Treatment will ideally be aimed at correcting the suspected cause of erectile dysfunction. It is based on hygienic-dietary measures and modification of habits, pharmacological measures, physical therapy and finally surgical therapies to restore flow or implantation of prostheses.

  • Modification of harmful lifestyle habits is fundamental and should be considered prior to other therapeutic approaches and treatments. These include:
    • Quitting smoking.
    • Drinking in moderation.
    • Get a good night’s sleep.
    • Good dietary habits. Monitoring the intake of sugars and saturated fats and increasing the consumption of vegetables.
    • Performing regular exercise. 30 minutes, 5 times a week. Some studies show benefits from performing pelvic floor exercises (Kegel) (2).
    • Encourage communication and trust with your partner.
  • More and more pharmacological measures are becoming available to improve blood flow to the penis such as sildenafil and Tadalafil or Alprostadil.
  • Newer treatments such as the use of shock waves to stimulate the creation of new blood vessels and improve flow are yielding very promising results.

And perhaps in a class of its own, straddling the line between lifestyle changes and pharmacology, is the hormone replacement therapy with bioidentical hormone that we have developed at Neolife. This therapy is very helpful and is primarily aimed at achieving adequate physiological levels of DHEA and testosterone. The Massachusetts Male Aging Study looked at the correlation of 17 hormones and erectile dysfunction and found that only DHEA had a negative relationship (i.e. greater dysfunction at lower levels). This led researchers to study its effect on this pathology in detail. Reiter et al. showed improvements in erectile dysfunction, satisfaction during coitus, sexual desire and orgasmic function after 16 weeks of use (3). Meanwhile, treating male hypogonadism by replenishing testosterone levels has been shown in several recent meta-analyses to improve erectile function, sexual desire and orgasmic function (4).

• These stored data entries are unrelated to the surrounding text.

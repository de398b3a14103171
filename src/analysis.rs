//! # Reference Analyzer
//!
//! Classifies every identifier referenced within a selected statement range
//! against its enclosing scope. The four result sets drive parameter and
//! return-value synthesis when code moves to a new scope: reads of names
//! bound outside become parameters, in-range bindings that later code reads
//! become return values, and `self.<attr>` accesses are tracked separately
//! because they need no plumbing when the destination is a method of the
//! same class.

use std::collections::HashSet;

use tracing::debug;

use crate::kinds;
use crate::navigator::{body_of, parameter_names, statements_of, FunctionTarget};
use crate::tree::PyNode;

/// Result of reference analysis over a selected node range.
///
/// The sets are disjoint and, together, cover every variable-like identifier
/// used in the range (Python builtins, keywords and module-global names are
/// not variables for this purpose). Each set preserves first-use order.
#[derive(Debug, Clone, Default, PartialEq, Eq)]
pub struct BindingClassification {
    /// Assigned within the range and not used after it
    pub locally_bound: Vec<String>,
    /// Read within the range but bound outside it; parameters of an
    /// extracted scope
    pub free_inbound: Vec<String>,
    /// Assigned within the range and read after it; return values of an
    /// extracted scope
    pub free_outbound: Vec<String>,
    /// `self.<attr>` accesses, by attribute name
    pub member_references: Vec<String>,
}

#[derive(Debug, Clone, Copy, PartialEq, Eq)]
enum Event {
    Read,
    Write,
}

/// Classify every identifier used in `selected` against the enclosing
/// function scope. `selected` must be top-level statements of the function's
/// body, in source order.
pub fn classify_range(
    target: &FunctionTarget<'_>,
    selected: &[PyNode<'_>],
) -> BindingClassification {
    let params: Vec<String> = parameter_names(&target.function)
        .iter()
        .map(|p| p.text().to_string())
        .filter(|name| name != "self")
        .collect();

    let (assigned_before, reads_after) = scope_context(target, selected);

    let mut events: Vec<(String, Event)> = Vec::new();
    let mut members: Vec<String> = Vec::new();
    for stmt in selected {
        collect_events(stmt, &mut events, &mut members);
    }

    let mut classification = BindingClassification::default();
    let mut seen: HashSet<String> = HashSet::new();
    let written: HashSet<&str> = events
        .iter()
        .filter(|(_, e)| *e == Event::Write)
        .map(|(n, _)| n.as_str())
        .collect();

    for (name, event) in &events {
        if !seen.insert(name.clone()) {
            continue;
        }
        let bound_outside = params.iter().any(|p| p == name) || assigned_before.contains(name);
        match event {
            Event::Read => {
                if bound_outside {
                    classification.free_inbound.push(name.clone());
                } else if written.contains(name.as_str()) {
                    // Read-before-write of a name only this range binds; the
                    // read is the user's latent bug, the binding is still
                    // local to the range.
                    push_local_or_outbound(&mut classification, name, &reads_after);
                }
                // Otherwise the name resolves at module scope (import,
                // module function, class); it stays reachable from any
                // destination scope and is not a variable here.
            }
            Event::Write => {
                push_local_or_outbound(&mut classification, name, &reads_after);
            }
        }
    }

    let mut member_seen = HashSet::new();
    for member in members {
        if member_seen.insert(member.clone()) {
            classification.member_references.push(member);
        }
    }

    debug!(
        inbound = ?classification.free_inbound,
        outbound = ?classification.free_outbound,
        local = ?classification.locally_bound,
        members = ?classification.member_references,
        "classified selected range"
    );
    classification
}

fn push_local_or_outbound(
    classification: &mut BindingClassification,
    name: &str,
    reads_after: &HashSet<String>,
) {
    if reads_after.contains(name) {
        classification.free_outbound.push(name.to_string());
    } else {
        classification.locally_bound.push(name.to_string());
    }
}

/// Names assigned before the range and names read after it, within the same
/// function body.
fn scope_context(
    target: &FunctionTarget<'_>,
    selected: &[PyNode<'_>],
) -> (HashSet<String>, HashSet<String>) {
    let mut assigned_before = HashSet::new();
    let mut reads_after = HashSet::new();

    let (Some(first), Some(last)) = (selected.first(), selected.last()) else {
        return (assigned_before, reads_after);
    };
    let Some(body) = body_of(&target.function) else {
        return (assigned_before, reads_after);
    };

    for stmt in statements_of(&body) {
        if stmt.range().end <= first.range().start {
            let mut targets = Vec::new();
            collect_write_targets(&stmt, &mut targets);
            assigned_before.extend(targets);
        } else if stmt.range().start >= last.range().end {
            let mut events = Vec::new();
            let mut members = Vec::new();
            collect_events(&stmt, &mut events, &mut members);
            reads_after.extend(
                events
                    .into_iter()
                    .filter(|(_, e)| *e == Event::Read)
                    .map(|(n, _)| n),
            );
        }
    }

    (assigned_before, reads_after)
}
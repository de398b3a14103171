//! # Serializer
//!
//! Applies a [`TransformationPlan`] to the original source and writes the
//! result back. Untouched regions are copied byte-for-byte from the input;
//! only the edited spans differ. The file replacement is atomic: the result
//! is written to a temporary file in the same directory and renamed over the
//! target, so an interrupted invocation leaves the original intact.

use std::fs;
use std::path::Path;

use tracing::info;

use crate::errors::Result;
use crate::mutator::TransformationPlan;
use crate::tree::SourceTree;

/// Serialize the transformed source. A plan with no edits reproduces the
/// tree's source exactly (round-trip fidelity).
pub fn serialize(tree: &SourceTree, plan: &TransformationPlan) -> Result<String> {
    plan.apply(tree.source())
}

/// Atomically replace `path` with `content`.
pub fn write_atomic(path: &Path, content: &str) -> Result<()> {
    let file_name = path
        .file_name()
        .map(|n| n.to_string_lossy().to_string())
        .unwrap_or_else(|| "output".to_string());
    let tmp_path = path.with_file_name(format!(".{file_name}.recast-tmp"));

    fs::write(&tmp_path, content)?;
    if let Err(err) = fs::rename(&tmp_path, path) {
        let _ = fs::remove_file(&tmp_path);
        return Err(err.into());
    }

    info!(path = %path.display(), bytes = content.len(), "wrote refactored file");
    Ok(())
}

The conclusion that we want to convey here at Neolife is that erectile dysfunction is a multi-factor clinical picture that must be evaluated and treated from multiple axes, hormonal therapy being a very important one, but still just one of them.


BIBLIOGRAPHY

(1) https://uroweb.org/guideline/male-sexual-dysfunction/#3

(2) Dorey, G. , Speakman, M. J., Feneley, R. C., Swinkels, A. and Dunn, C. D. (2005), Pelvic floor exercises for erectile dysfunction. BJU International, 96: 595-597

(3) Reiter WJ, Pycha A, Schatzl G, Pokorny A, Gruber DM, Huber JC, et al. Dehydroepiandrosterone in the treatment of erectile dysfunction: a prospective, double-blind, randomized, placebo-controlled study. Urology 1999;53:590–4.

(4) Corona G, Rastrelli G, Morgentaler A, Sforza A, Mannucci E, Maggi M. Meta-analysis of Results of Testosterone Therapy on Sexual Function Based on International Index of Erectile Function Scores. Eur Urol. 2017 Dec;72(6):1000-1011.